Records drawn from a dataset:
»»

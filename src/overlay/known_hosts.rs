//! Known hosts store for the SSH gateway
//!
//! One file per state directory (`<dir>/known_hosts`), OpenSSH line format:
//! `host keytype base64key`, with `[host]:port` for non-default ports.

use std::collections::HashMap;
use std::fs::{self, OpenOptions};
use std::io::Write;
use std::path::{Path, PathBuf};

use base64::{engine::general_purpose::STANDARD as BASE64, Engine};
use parking_lot::RwLock;
use russh::keys::{PublicKey, PublicKeyBase64};
use sha2::{Digest, Sha256};
use tracing::{debug, info};

use super::error::OverlayError;

/// Result of host key verification
#[derive(Debug, Clone, PartialEq)]
pub enum HostKeyVerification {
    /// Key matches the stored entry
    Verified,
    /// Host has no stored key of this type
    Unknown { fingerprint: String },
    /// Stored key of the same type differs
    Changed {
        expected_fingerprint: String,
        actual_fingerprint: String,
    },
}

#[derive(Clone, Debug)]
struct HostKeyEntry {
    key_type: String,
    key_data: String,
}

pub struct KnownHostsStore {
    hosts: RwLock<HashMap<String, Vec<HostKeyEntry>>>,
    path: PathBuf,
    /// Keys added at runtime stay in memory only
    ephemeral: bool,
}

impl KnownHostsStore {
    /// Open the store in `dir`, loading existing entries
    pub fn open(dir: &Path, ephemeral: bool) -> Result<Self, OverlayError> {
        let path = dir.join("known_hosts");
        let hosts = Self::load(&path)?;
        debug!("Known hosts {} ({} hosts)", path.display(), hosts.len());

        Ok(Self {
            hosts: RwLock::new(hosts),
            path,
            ephemeral,
        })
    }

    fn load(path: &Path) -> Result<HashMap<String, Vec<HostKeyEntry>>, OverlayError> {
        let mut hosts: HashMap<String, Vec<HostKeyEntry>> = HashMap::new();

        let content = match fs::read_to_string(path) {
            Ok(content) => content,
            Err(e) if e.kind() == std::io::ErrorKind::NotFound => return Ok(hosts),
            Err(e) => return Err(OverlayError::IoError(e)),
        };

        for line in content.lines() {
            let line = line.trim();
            if line.is_empty() || line.starts_with('#') {
                continue;
            }
            let mut parts = line.split_whitespace();
            let (Some(names), Some(key_type), Some(key_data)) =
                (parts.next(), parts.next(), parts.next())
            else {
                continue;
            };
            for name in names.split(',') {
                hosts.entry(name.to_lowercase()).or_default().push(HostKeyEntry {
                    key_type: key_type.to_string(),
                    key_data: key_data.to_string(),
                });
            }
        }

        Ok(hosts)
    }

    pub fn path(&self) -> &Path {
        &self.path
    }

    fn make_key(host: &str, port: u16) -> String {
        let host = host.to_lowercase();
        if port == 22 {
            host
        } else {
            format!("[{}]:{}", host, port)
        }
    }

    /// SHA256 fingerprint in OpenSSH notation
    pub fn fingerprint(key: &PublicKey) -> String {
        Self::fingerprint_bytes(&key.public_key_bytes())
    }

    fn fingerprint_bytes(bytes: &[u8]) -> String {
        let hash = Sha256::digest(bytes);
        format!("SHA256:{}", BASE64.encode(hash).trim_end_matches('='))
    }

    pub fn verify(&self, host: &str, port: u16, key: &PublicKey) -> HostKeyVerification {
        let lookup_key = Self::make_key(host, port);
        let actual_b64 = BASE64.encode(key.public_key_bytes());
        let actual_type = key.algorithm().as_str().to_string();
        let fingerprint = Self::fingerprint(key);

        let hosts = self.hosts.read();
        let Some(entries) = hosts.get(&lookup_key) else {
            return HostKeyVerification::Unknown { fingerprint };
        };

        match entries.iter().find(|e| e.key_type == actual_type) {
            Some(entry) if entry.key_data == actual_b64 => HostKeyVerification::Verified,
            Some(entry) => HostKeyVerification::Changed {
                expected_fingerprint: BASE64
                    .decode(&entry.key_data)
                    .map(|bytes| Self::fingerprint_bytes(&bytes))
                    .unwrap_or_else(|_| "unknown".to_string()),
                actual_fingerprint: fingerprint,
            },
            None => HostKeyVerification::Unknown { fingerprint },
        }
    }

    /// Trust `key` for `host:port`; written to disk unless ephemeral
    pub fn add_host(&self, host: &str, port: u16, key: &PublicKey) -> Result<(), OverlayError> {
        let lookup_key = Self::make_key(host, port);
        let entry = HostKeyEntry {
            key_type: key.algorithm().as_str().to_string(),
            key_data: BASE64.encode(key.public_key_bytes()),
        };

        if !self.ephemeral {
            if let Some(parent) = self.path.parent() {
                fs::create_dir_all(parent)?;
            }
            let mut file = OpenOptions::new()
                .create(true)
                .append(true)
                .open(&self.path)?;
            writeln!(file, "{} {} {}", lookup_key, entry.key_type, entry.key_data)?;
            info!("Added host key for {} to {}", lookup_key, self.path.display());
        }

        self.hosts.write().entry(lookup_key).or_default().push(entry);
        Ok(())
    }
}

#[cfg(test)]
mod tests {
    use super::*;
    use tempfile::tempdir;

    const ED25519: &str = "ssh-ed25519 AAAAC3NzaC1lZDI1NTE5AAAAILM+rvN+ot98qgEN796jTiQfZfG1KaT0PtFDJ/XFSqti user@example.com";

    fn key() -> PublicKey {
        PublicKey::from_openssh(ED25519).unwrap()
    }

    #[test]
    fn test_make_key() {
        assert_eq!(KnownHostsStore::make_key("GitHub.com", 22), "github.com");
        assert_eq!(KnownHostsStore::make_key("server.com", 2222), "[server.com]:2222");
    }

    #[test]
    fn test_unknown_then_verified_and_persisted() {
        let temp = tempdir().unwrap();
        let store = KnownHostsStore::open(temp.path(), false).unwrap();

        assert!(matches!(
            store.verify("bastion", 22, &key()),
            HostKeyVerification::Unknown { .. }
        ));
        store.add_host("bastion", 22, &key()).unwrap();
        assert_eq!(store.verify("bastion", 22, &key()), HostKeyVerification::Verified);

        // Reopen from disk
        let reopened = KnownHostsStore::open(temp.path(), false).unwrap();
        assert_eq!(reopened.verify("bastion", 22, &key()), HostKeyVerification::Verified);
        // Other port is a different entry
        assert!(matches!(
            reopened.verify("bastion", 2222, &key()),
            HostKeyVerification::Unknown { .. }
        ));
    }

    #[test]
    fn test_ephemeral_does_not_write() {
        let temp = tempdir().unwrap();
        let store = KnownHostsStore::open(temp.path(), true).unwrap();
        store.add_host("bastion", 22, &key()).unwrap();

        assert_eq!(store.verify("bastion", 22, &key()), HostKeyVerification::Verified);
        assert!(!store.path().exists());
    }

    #[test]
    fn test_changed_key() {
        let temp = tempdir().unwrap();
        std::fs::write(
            temp.path().join("known_hosts"),
            "bastion ssh-ed25519 AAAAC3NzaC1lZDI1NTE5AAAAIAAAAAAAAAAAAAAAAAAAAAAAAAAAAAAAAAAAAAAAAAAA\n",
        )
        .unwrap();
        let store = KnownHostsStore::open(temp.path(), false).unwrap();

        match store.verify("bastion", 22, &key()) {
            HostKeyVerification::Changed {
                expected_fingerprint,
                actual_fingerprint,
            } => {
                assert!(expected_fingerprint.starts_with("SHA256:"));
                assert_ne!(expected_fingerprint, actual_fingerprint);
            }
            other => panic!("expected Changed, got {:?}", other),
        }
    }
}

««

**Exercise requirements**
Every line above needs to be retyped exactly.

**Written response**
filename src/overlay/known_hosts.rs
//! Known hosts store for the SSH gateway
//!
//! One file per state directory (`<dir>/known_hosts`), OpenSSH line format:
//! `host keytype base64key`, with `[host]:port` for non-default ports.

use std::collections::HashMap;
use std::fs::{self, OpenOptions};
use std::io::Write;
use std::path::{Path, PathBuf};

use base64::{engine::general_purpose::STANDARD as BASE64, Engine};
use parking_lot::RwLock;
use russh::keys::{PublicKey, PublicKeyBase64};
use sha2::{Digest, Sha256};
use tracing::{debug, info};

use super::error::OverlayError;

/// Result of host key verification
#[derive(Debug, Clone, PartialEq)]
pub enum HostKeyVerification {
    /// Key matches the stored entry
    Verified,
    /// Host has no stored key of this type
    Unknown { fingerprint: String },
    /// Stored key of the same type differs
    Changed {
        expected_fingerprint: String,
        actual_fingerprint: String,
    },
}

#[derive(Clone, Debug)]
struct HostKeyEntry {
    key_type: String,
    key_data: String,
}

pub struct KnownHostsStore {
    hosts: RwLock<HashMap<String, Vec<HostKeyEntry>>>,
    path: PathBuf,
    /// Keys added at runtime stay in memory only
    ephemeral: bool,
}

impl KnownHostsStore {
    /// Open the store in `dir`, loading existing entries
    pub fn open(dir: &Path, ephemeral: bool) -> Result<Self, OverlayError> {
        let path = dir.join("known_hosts");
        let hosts = Self::load(&path)?;
        debug!("Known hosts {} ({} hosts)", path.display(), hosts.len());

        Ok(Self {
            hosts: RwLock::new(hosts),
            path,
            ephemeral,
        })
    }

    fn load(path: &Path) -> Result<HashMap<String, Vec<HostKeyEntry>>, OverlayError> {
        let mut hosts: HashMap<String, Vec<HostKeyEntry>> = HashMap::new();

        let content = match fs::read_to_string(path) {
            Ok(content) => content,
            Err(e) if e.kind() == std::io::ErrorKind::NotFound => return Ok(hosts),
            Err(e) => return Err(OverlayError::IoError(e)),
        };

        for line in content.lines() {
            let line = line.trim();
            if line.is_empty() || line.starts_with('#') {
                continue;
            }
            let mut parts = line.split_whitespace();
            let (Some(names), Some(key_type), Some(key_data)) =
                (parts.next(), parts.next(), parts.next())
            else {
                continue;
            };
            for name in names.split(',') {
                hosts.entry(name.to_lowercase()).or_default().push(HostKeyEntry {
                    key_type: key_type.to_string(),
                    key_data: key_data.to_string(),
                });
            }
        }

        Ok(hosts)
    }

    pub fn path(&self) -> &Path {
        &self.path
    }

    fn make_key(host: &str, port: u16) -> String {
        let host = host.to_lowercase();
        if port == 22 {
            host
        } else {
            format!("[{}]:{}", host, port)
        }
    }

    /// SHA256 fingerprint in OpenSSH notation
    pub fn fingerprint(key: &PublicKey) -> String {
        Self::fingerprint_bytes(&key.public_key_bytes())
    }

    fn fingerprint_bytes(bytes: &[u8]) -> String {
        let hash = Sha256::digest(bytes);
        format!("SHA256:{}", BASE64.encode(hash).trim_end_matches('='))
    }

    pub fn verify(&self, host: &str, port: u16, key: &PublicKey) -> HostKeyVerification {
        let lookup_key = Self::make_key(host, port);
        let actual_b64 = BASE64.encode(key.public_key_bytes());
        let actual_type = key.algorithm().as_str().to_string();
        let fingerprint = Self::fingerprint(key);

        let hosts = self.hosts.read();
        let Some(entries) = hosts.get(&lookup_key) else {
            return HostKeyVerification::Unknown { fingerprint };
        };

        match entries.iter().find(|e| e.key_type == actual_type) {
            Some(entry) if entry.key_data == actual_b64 => HostKeyVerification::Verified,
            Some(entry) => HostKeyVerification::Changed {
                expected_fingerprint: BASE64
                    .decode(&entry.key_data)
                    .map(|bytes| Self::fingerprint_bytes(&bytes))
                    .unwrap_or_else(|_| "unknown".to_string()),
                actual_fingerprint: fingerprint,
            },
            None => HostKeyVerification::Unknown { fingerprint },
        }
    }

    /// Trust `key` for `host:port`; written to disk unless ephemeral
    pub fn add_host(&self, host: &str, port: u16, key: &PublicKey) -> Result<(), OverlayError> {
        let lookup_key = Self::make_key(host, port);
        let entry = HostKeyEntry {
            key_type: key.algorithm().as_str().to_string(),
            key_data: BASE64.encode(key.public_key_bytes()),
        };

        if !self.ephemeral {
            if let Some(parent) = self.path.parent() {
                fs::create_dir_all(parent)?;
            }
            let mut file = OpenOptions::new()
                .create(true)
                .append(true)
                .open(&self.path)?;
            writeln!(file, "{} {} {}", lookup_key, entry.key_type, entry.key_data)?;
            info!("Added host key for {} to {}", lookup_key, self.path.display());
        }

        self.hosts.write().entry(lookup_key).or_default().push(entry);
        Ok(())
    }
}

#[cfg(test)]
mod tests {
    use super::*;
    use tempfile::tempdir;

    const ED25519: &str = "ssh-ed25519 AAAAC3NzaC1lZDI1NTE5AAAAILM+rvN+ot98qgEN796jTiQfZfG1KaT0PtFDJ/XFSqti user@example.com";

    fn key() -> PublicKey {
        PublicKey::from_openssh(ED25519).unwrap()
    }

    #[test]
    fn test_make_key() {
        assert_eq!(KnownHostsStore::make_key("GitHub.com", 22), "github.com");
        assert_eq!(KnownHostsStore::make_key("server.com", 2222), "[server.com]:2222");
    }

    #[test]
    fn test_unknown_then_verified_and_persisted() {
        let temp = tempdir().unwrap();
        let store = KnownHostsStore::open(temp.path(), false).unwrap();

        assert!(matches!(
            store.verify("bastion", 22, &key()),
            HostKeyVerification::Unknown { .. }
        ));
        store.add_host("bastion", 22, &key()).unwrap();
        assert_eq!(store.verify("bastion", 22, &key()), HostKeyVerification::Verified);

        // Reopen from disk
        let reopened = KnownHostsStore::open(temp.path(), false).unwrap();
        assert_eq!(reopened.verify("bastion", 22, &key()), HostKeyVerification::Verified);
        // Other port is a different entry
        assert!(matches!(
            reopened.verify("bastion", 2222, &key()),
            HostKeyVerification::Unknown { .. }
        ));
    }

    #[test]
    fn test_ephemeral_does_not_write() {
        let temp = tempdir().unwrap();
        let store = KnownHostsStore::open(temp.path(), true).unwrap();
        store.add_host("bastion", 22, &key()).unwrap();

        assert_eq!(store.verify("bastion", 22, &key()), HostKeyVerification::Verified);
        assert!(!store.path().exists());
    }

    #[test]
    fn test_changed_key() {
        let temp = tempdir().unwrap();
        std::fs::write(
            temp.path().join("known_hosts"),
            "bastion ssh-ed25519 AAAAC3NzaC1lZDI1NTE5AAAAIAAAAAAAAAAAAAAAAAAAAAAAAAAAAAAAAAAAAAAAAAAA\n",
        )
        .unwrap();
        let store = KnownHostsStore::open(temp.path(), false).unwrap();

        match store.verify("bastion", 22, &key()) {
            HostKeyVerification::Changed {
                expected_fingerprint,
                actual_fingerprint,
            } => {
                assert!(expected_fingerprint.starts_with("SHA256:"));
                assert_ne!(expected_fingerprint, actual_fingerprint);
            }
            other => panic!("expected Changed, got {:?}", other),
        }
    }
}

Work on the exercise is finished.